WHAT IS BEING ASKED ▸
Give back the full data, retyped precisely.

MATERIALS PROVIDED ▸

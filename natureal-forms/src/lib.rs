#![forbid(unsafe_code)]

//! Form state for the four footprint pages: raw field values, typed
//! updates, recompute-on-change sessions and the hints shown alongside.

use natureal_footprint::{DomainKind, UnknownOption};
use thiserror::Error;

pub mod feedback;
pub mod guards;
pub mod pipeline;
pub mod recommendations;
pub mod types;

pub use feedback::{FeedbackPolicy, GaugeScale, PageFeedback};
pub use guards::InputGuard;
pub use pipeline::FormSession;
pub use types::{
    EnergyField, EnergyForm, FieldUpdate, FlightLeg, FlightsForm, Form, FormField, PersonalField,
    PersonalForm, TravelField, TravelForm, WasteField, WasteForm,
};

#[derive(Debug, Clone, PartialEq, Eq, Error)]
pub enum FormError {
    #[error("{domain} form has no field named {name:?}")]
    UnknownField { domain: DomainKind, name: String },
    #[error("expected `field=value`, got {0:?}")]
    MalformedLine(String),
    #[error(transparent)]
    UnknownDomain(#[from] UnknownOption),
}

/// Parses a domain name as typed on the command line.
pub fn parse_domain(raw: &str) -> Result<DomainKind, FormError> {
    Ok(raw.trim().to_ascii_lowercase().parse::<DomainKind>()?)
}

WRITTEN REPLY ▸
filename natureal-forms/src/lib.rs
#![forbid(unsafe_code)]

//! Form state for the four footprint pages: raw field values, typed
//! updates, recompute-on-change sessions and the hints shown alongside.

use natureal_footprint::{DomainKind, UnknownOption};
use thiserror::Error;

pub mod feedback;
pub mod guards;
pub mod pipeline;
pub mod recommendations;
pub mod types;

pub use feedback::{FeedbackPolicy, GaugeScale, PageFeedback};
pub use guards::InputGuard;
pub use pipeline::FormSession;
pub use types::{
    EnergyField, EnergyForm, FieldUpdate, FlightLeg, FlightsForm, Form, FormField, PersonalField,
    PersonalForm, TravelField, TravelForm, WasteField, WasteForm,
};

#[derive(Debug, Clone, PartialEq, Eq, Error)]
pub enum FormError {
    #[error("{domain} form has no field named {name:?}")]
    UnknownField { domain: DomainKind, name: String },
    #[error("expected `field=value`, got {0:?}")]
    MalformedLine(String),
    #[error(transparent)]
    UnknownDomain(#[from] UnknownOption),
}

/// Parses a domain name as typed on the command line.
pub fn parse_domain(raw: &str) -> Result<DomainKind, FormError> {
    Ok(raw.trim().to_ascii_lowercase().parse::<DomainKind>()?)
}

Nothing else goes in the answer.